How far will I get on the new and improved Winter by the end of the year? I'd love to think the first draft will be done but it has been so long since I've written something completely new - something that I'm still forming in my mind - that I don't know how long it will take. It won't take years and years that I know for sure but eight months or a year or eighteen months? Not sure about that. I do know that by the end of 2009 I will know where the book is going and it will be well on its way there and I will feel good about it.

That's my biggest writerly goal for 2009 - feel good about the words. Publishing, getting any of it published, is something I've moved beyond. I have a great agent, she is doing a great job, and from here on out it is just me writing and the rest is for her to worry about. Next year is the writing and the reading for me and all the rest is for everyone else; the rest is not my worry; the rest is not as important as the writing.
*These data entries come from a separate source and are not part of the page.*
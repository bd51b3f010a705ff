use deskline_api::jira::{CreateLink, DeleteLink, GetLink, Link};
use deskline_common::error::ClientResult;
use deskline_common::http_client::HttpClient;

use super::Client;

/// Ticket to issue-tracker links under `/jira/links`
#[cfg_attr(not(target_arch = "wasm32"), trait_variant::make(Send))]
pub trait LinkApi {
    /// Fetch a link by id.
    async fn get_link(&self, id: i64) -> ClientResult<Link>;

    /// Create a link and return it as stored by the server.
    async fn create_link(&self, link: Link) -> ClientResult<Link>;

    /// Delete a link. Any success status counts.
    async fn delete_link(&self, id: i64) -> ClientResult<()>;
}

impl<C: HttpClient + Sync> LinkApi for Client<C> {
    async fn get_link(&self, id: i64) -> ClientResult<Link> {
        Ok(self.send(&GetLink { id }).await?.into_output()?)
    }

    async fn create_link(&self, link: Link) -> ClientResult<Link> {
        Ok(self.send(&CreateLink::from(link)).await?.into_output()?)
    }

    async fn delete_link(&self, id: i64) -> ClientResult<()> {
        self.send(&DeleteLink { id }).await?;
        Ok(())
    }
}
//! Error types for API client operations

use bytes::Bytes;
use serde::Deserialize;
use smol_str::SmolStr;

/// Client error type wrapping all possible error conditions
#[derive(Debug, thiserror::Error, miette::Diagnostic)]
pub enum ClientError {
    /// HTTP transport error
    #[error("HTTP transport error: {0}")]
    Transport(
        #[from]
        #[diagnostic_source]
        TransportError,
    ),

    /// Request serialization failed, or the request was incomplete
    #[error("{0}")]
    Encode(
        #[from]
        #[diagnostic_source]
        EncodeError,
    ),

    /// Response deserialization failed
    #[error("{0}")]
    Decode(
        #[from]
        #[diagnostic_source]
        DecodeError,
    ),

    /// HTTP error response
    #[error("{0}")]
    Http(
        #[from]
        #[diagnostic_source]
        HttpError,
    ),
}

impl ClientError {
    /// True when the request never reached the transport because options were absent.
    pub fn is_missing_options(&self) -> bool {
        matches!(self, Self::Encode(EncodeError::MissingOptions { .. }))
    }
}

/// Transport-level errors that occur during HTTP communication
#[derive(Debug, thiserror::Error, miette::Diagnostic)]
pub enum TransportError {
    /// Failed to establish connection to server
    #[error("Connection error: {0}")]
    Connect(String),

    /// Request timed out
    #[error("Request timeout")]
    Timeout,

    /// Request construction failed (malformed URI, headers, etc.)
    #[error("Invalid request: {0}")]
    InvalidRequest(String),

    /// Other transport error
    #[error("Transport error: {0}")]
    Other(Box<dyn std::error::Error + Send + Sync>),
}

impl TransportError {
    /// Classify an error raised by an [`HttpClient`](crate::http_client::HttpClient).
    ///
    /// reqwest errors map onto the specific variants; anything else lands in
    /// [`TransportError::Other`].
    pub fn from_client_error<E>(err: E) -> Self
    where
        E: std::error::Error + Send + Sync + 'static,
    {
        let boxed: Box<dyn std::error::Error + Send + Sync> = Box::new(err);
        #[cfg(feature = "reqwest-client")]
        let boxed = match boxed.downcast::<reqwest::Error>() {
            Ok(e) => return Self::from(*e),
            Err(other) => other,
        };
        Self::Other(boxed)
    }
}

#[cfg(feature = "reqwest-client")]
impl From<reqwest::Error> for TransportError {
    fn from(e: reqwest::Error) -> Self {
        if e.is_timeout() {
            Self::Timeout
        } else if e.is_connect() {
            Self::Connect(e.to_string())
        } else if e.is_builder() || e.is_request() {
            Self::InvalidRequest(e.to_string())
        } else {
            Self::Other(Box::new(e))
        }
    }
}

/// Error type for encoding API requests
#[derive(Debug, thiserror::Error, miette::Diagnostic)]
pub enum EncodeError {
    /// The endpoint requires options and none were supplied
    #[error("{endpoint}: request options are required")]
    #[diagnostic(
        code(deskline_common::encode::missing_options),
        help("pass explicit options; an unfiltered export is never sent implicitly")
    )]
    MissingOptions {
        /// Endpoint that rejected the call
        endpoint: &'static str,
    },
    /// Failed to serialize query parameters
    #[error("Failed to serialize query: {0}")]
    Query(
        #[from]
        #[source]
        serde_html_form::ser::Error,
    ),
    /// Failed to serialize JSON body
    #[error("Failed to serialize JSON: {0}")]
    Json(
        #[from]
        #[source]
        serde_json::Error,
    ),
}

/// Response deserialization errors
#[derive(Debug, thiserror::Error, miette::Diagnostic)]
pub enum DecodeError {
    /// JSON deserialization failed
    #[error("Failed to deserialize JSON: {0}")]
    #[diagnostic(code(deskline_common::decode::json))]
    Json(
        #[from]
        #[source]
        serde_json::Error,
    ),

    /// The response body was not the expected `{results, meta}` envelope
    #[error("Malformed response envelope: {0}")]
    #[diagnostic(code(deskline_common::decode::envelope))]
    MalformedEnvelope(#[source] serde_json::Error),

    /// An element's discriminator was absent, not a string, or not a known variant
    #[error("{}", unknown_discriminator_message(.index, .field, .tag))]
    #[diagnostic(
        code(deskline_common::decode::unknown_discriminator),
        help("the server may be returning a result kind this client does not know about")
    )]
    UnknownDiscriminator {
        /// Position of the element in the source array
        index: usize,
        /// Name of the discriminator field
        field: &'static str,
        /// The discriminator value, when it was present and a string
        tag: Option<SmolStr>,
        /// The raw JSON of the offending element
        fragment: String,
    },

    /// The discriminator resolved but the element did not match that variant's shape
    #[error("element {index} is not a valid `{kind}`: {source}")]
    #[diagnostic(code(deskline_common::decode::element))]
    ElementDecode {
        /// Position of the element in the source array
        index: usize,
        /// The variant the element was decoded as
        kind: SmolStr,
        /// Underlying JSON error
        #[source]
        source: serde_json::Error,
    },

    /// Server reported more results without a cursor to continue from
    #[error("server reported more results but returned no continuation cursor")]
    #[diagnostic(code(deskline_common::decode::missing_cursor))]
    MissingCursor,
}

fn unknown_discriminator_message(index: &usize, field: &str, tag: &Option<SmolStr>) -> String {
    match tag {
        Some(tag) => format!("element {index} has unsupported {field} `{tag}`"),
        None => format!("element {index} has a missing or non-string {field}"),
    }
}

/// HTTP error response (non-2xx status codes)
#[derive(Debug, thiserror::Error, miette::Diagnostic)]
pub struct HttpError {
    /// HTTP status code
    pub status: http::StatusCode,
    /// Response body if available
    pub body: Option<Bytes>,
}

impl HttpError {
    /// Decode the platform's error body, if the response carried one.
    pub fn api_error(&self) -> Option<ApiErrorBody> {
        self.body
            .as_ref()
            .and_then(|body| serde_json::from_slice(body).ok())
    }
}

impl std::fmt::Display for HttpError {
    fn fmt(&self, f: &mut std::fmt::Formatter<'_>) -> std::fmt::Result {
        write!(f, "HTTP {}", self.status)?;
        if let Some(body) = &self.body {
            if let Ok(s) = std::str::from_utf8(body) {
                if !s.is_empty() {
                    write!(f, ":\n{}", s)?;
                }
            }
        }
        Ok(())
    }
}

/// Error body returned by the platform alongside non-2xx statuses
///
/// Comes in two shapes: `{"error": "RecordNotFound", "description": "Not found"}`
/// and `{"error": {"title": "Forbidden", "message": "..."}}`.
#[derive(Debug, Clone, PartialEq, Eq, Deserialize)]
pub struct ApiErrorBody {
    /// Error code or structured error
    pub error: ApiErrorCode,
    /// Optional human-readable description
    #[serde(default)]
    pub description: Option<SmolStr>,
}

/// The `error` member of an [`ApiErrorBody`]
#[derive(Debug, Clone, PartialEq, Eq, Deserialize)]
#[serde(untagged)]
pub enum ApiErrorCode {
    /// Plain error code, e.g. `RecordNotFound`
    Code(SmolStr),
    /// Title plus optional message
    Detailed {
        /// Short title
        title: SmolStr,
        /// Longer message
        #[serde(default)]
        message: Option<SmolStr>,
    },
}

impl ApiErrorCode {
    /// The error code or title
    pub fn as_str(&self) -> &str {
        match self {
            Self::Code(code) => code,
            Self::Detailed { title, .. } => title,
        }
    }
}

/// Result type for client operations
pub type ClientResult<T> = std::result::Result<T, ClientError>;
//! `GET /search/export`: cursor-paginated bulk search.
//!
//! Unlike the regular search endpoint, export has no result cap and pages
//! only forward, by cursor. Each page is an envelope:
//!
//! ```json
//! {
//!   "results": [{"result_type": "ticket", "id": 1, ...}, ...],
//!   "meta": {"has_more": true, "after_cursor": "...", "before_cursor": "..."}
//! }
//! ```
//!
//! Fetching the next page is up to the caller; see [`SearchExportOptions::next_page`].

use deskline_common::error::{DecodeError, EncodeError};
use deskline_common::request::{ApiMethod, ApiRequest, ApiResp};
use deskline_common::types::cursor::{Continuation, CursorState, PageCursor};
use serde::{Deserialize, Serialize};
use serde_json::value::RawValue;
use smol_str::SmolStr;

use super::SearchExportResults;

/// Caller-facing options for a search export call.
///
/// These are never sent as-is: encoding maps them onto the endpoint's
/// bracketed parameter names and leaves the options themselves untouched.
#[derive(Serialize, Deserialize, Debug, Clone, Default, PartialEq, Eq, bon::Builder)]
#[builder(start_fn = new)]
pub struct SearchExportOptions {
    /// Where to resume. Sent as `page[after]` or `start_time`.
    #[serde(flatten)]
    #[builder(default)]
    pub cursor: CursorState,
    /// Results per page, sent as `page[size]`
    #[serde(default, skip_serializing_if = "Option::is_none")]
    pub page_size: Option<u32>,
    /// Restrict results to one kind, e.g. `ticket`. Sent as `filter[type]`.
    ///
    /// Left out, or empty, the server returns every kind.
    #[serde(default, skip_serializing_if = "Option::is_none")]
    #[builder(into)]
    pub filter_type: Option<SmolStr>,
    /// Search query, in the platform's search syntax
    #[serde(default, skip_serializing_if = "Option::is_none")]
    #[builder(into)]
    pub query: Option<SmolStr>,
}

/// Wire-named parameters for one export request
#[derive(Serialize, Debug, Default, PartialEq, Eq)]
pub(crate) struct SearchExportParams<'a> {
    #[serde(skip_serializing_if = "Option::is_none")]
    query: Option<&'a str>,
    #[serde(rename = "filter[type]", skip_serializing_if = "Option::is_none")]
    filter_type: Option<&'a str>,
    #[serde(rename = "page[size]", skip_serializing_if = "Option::is_none")]
    page_size: Option<u32>,
    #[serde(rename = "page[after]", skip_serializing_if = "Option::is_none")]
    page_after: Option<&'a str>,
    #[serde(skip_serializing_if = "Option::is_none")]
    start_time: Option<i64>,
}

impl SearchExportOptions {
    /// Map the public options onto wire parameter names.
    ///
    /// At most one continuation parameter is produced; a cursor takes
    /// precedence over `start_time`.
    pub(crate) fn wire_params(&self) -> SearchExportParams<'_> {
        let (page_after, start_time) = match self.cursor.continuation() {
            Some(Continuation::Cursor(cursor)) => (Some(cursor), None),
            Some(Continuation::StartTime(start_time)) => (None, Some(start_time)),
            None => (None, None),
        };
        SearchExportParams {
            query: self.query.as_deref(),
            filter_type: self.filter_type.as_deref().filter(|t| !t.is_empty()),
            page_size: self.page_size,
            page_after,
            start_time,
        }
    }

    /// Options for the page after `meta`, or `None` when `meta` carries no cursor.
    ///
    /// Everything but the cursor is carried over unchanged.
    pub fn next_page(&self, meta: &SearchExportMeta) -> Result<Option<Self>, DecodeError> {
        Ok(meta.continuation()?.map(|cursor| Self {
            cursor,
            ..self.clone()
        }))
    }
}

/// Pagination metadata of one export page
#[derive(Serialize, Deserialize, Debug, Clone, Default, PartialEq, Eq)]
pub struct SearchExportMeta {
    /// Whether the server has more results after this page
    #[serde(default)]
    pub has_more: bool,
    /// Cursors the server returned with this page
    #[serde(flatten)]
    pub cursor: PageCursor,
}

impl SearchExportMeta {
    /// The continuation for the next page, or `None` if this was the last one.
    ///
    /// The `after_cursor` decides: a page with one continues even when
    /// `has_more` is false, and a page without one ends the export. A page
    /// that claims more results without an `after_cursor` cannot be
    /// continued and yields [`DecodeError::MissingCursor`].
    pub fn continuation(&self) -> Result<Option<CursorState>, DecodeError> {
        match self.cursor.next() {
            Some(cursor) => Ok(Some(cursor)),
            None if self.has_more => Err(DecodeError::MissingCursor),
            None => Ok(None),
        }
    }
}

/// Request for one page of `GET /search/export`.
///
/// Options are mandatory: sending this without them fails with
/// [`EncodeError::MissingOptions`] before anything goes over the wire.
#[derive(Debug, Clone, Copy, Default)]
pub struct SearchExport<'a> {
    /// Options to encode; `None` fails at encode time
    pub options: Option<&'a SearchExportOptions>,
}

impl<'a> SearchExport<'a> {
    /// Request a page with `options`.
    pub fn new(options: &'a SearchExportOptions) -> Self {
        Self {
            options: Some(options),
        }
    }
}

impl<'a> From<&'a SearchExportOptions> for SearchExport<'a> {
    fn from(options: &'a SearchExportOptions) -> Self {
        Self::new(options)
    }
}

/// Response marker for [`SearchExport`]
pub struct SearchExportResponse;

/// Decoded export page
#[derive(Serialize, Debug, Clone, PartialEq)]
pub struct SearchExportOutput {
    /// Results in server order
    pub results: SearchExportResults,
    /// Pagination metadata
    pub meta: SearchExportMeta,
}

impl SearchExportOutput {
    /// Split into results and metadata.
    pub fn into_parts(self) -> (SearchExportResults, SearchExportMeta) {
        (self.results, self.meta)
    }
}

#[derive(Deserialize)]
struct RawEnvelope<'a> {
    #[serde(borrow)]
    results: Vec<&'a RawValue>,
    meta: SearchExportMeta,
}

impl ApiResp for SearchExportResponse {
    type Output = SearchExportOutput;

    fn decode_output(body: &[u8]) -> Result<SearchExportOutput, DecodeError> {
        let envelope: RawEnvelope<'_> =
            serde_json::from_slice(body).map_err(DecodeError::MalformedEnvelope)?;
        Ok(SearchExportOutput {
            results: SearchExportResults::decode(&envelope.results)?,
            meta: envelope.meta,
        })
    }
}

impl ApiRequest for SearchExport<'_> {
    const ENDPOINT: &'static str = "search.export";
    const METHOD: ApiMethod = ApiMethod::Get;
    type Response = SearchExportResponse;

    fn path(&self) -> String {
        "/search/export".into()
    }

    fn encode_query(&self) -> Result<Option<String>, EncodeError> {
        let options = self.options.ok_or(EncodeError::MissingOptions {
            endpoint: Self::ENDPOINT,
        })?;
        Ok(Some(serde_html_form::to_string(&options.wire_params())?))
    }
}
I have a feeling it is going to be a really good year.

[Video from Wendy & Lisa and the wonderful movie Toys.]

comments

Happy new year, Colleen!

Empress of the World is FANTASTIC. Let me know what you think of the sequel, too!

Chasingray [TypeKey Profile Page]

I loved "Rules of Hearts", LW. I actually read that one first (and reviewed it) a couple of years ago. I missed the first book and was so happy to discover it this fall.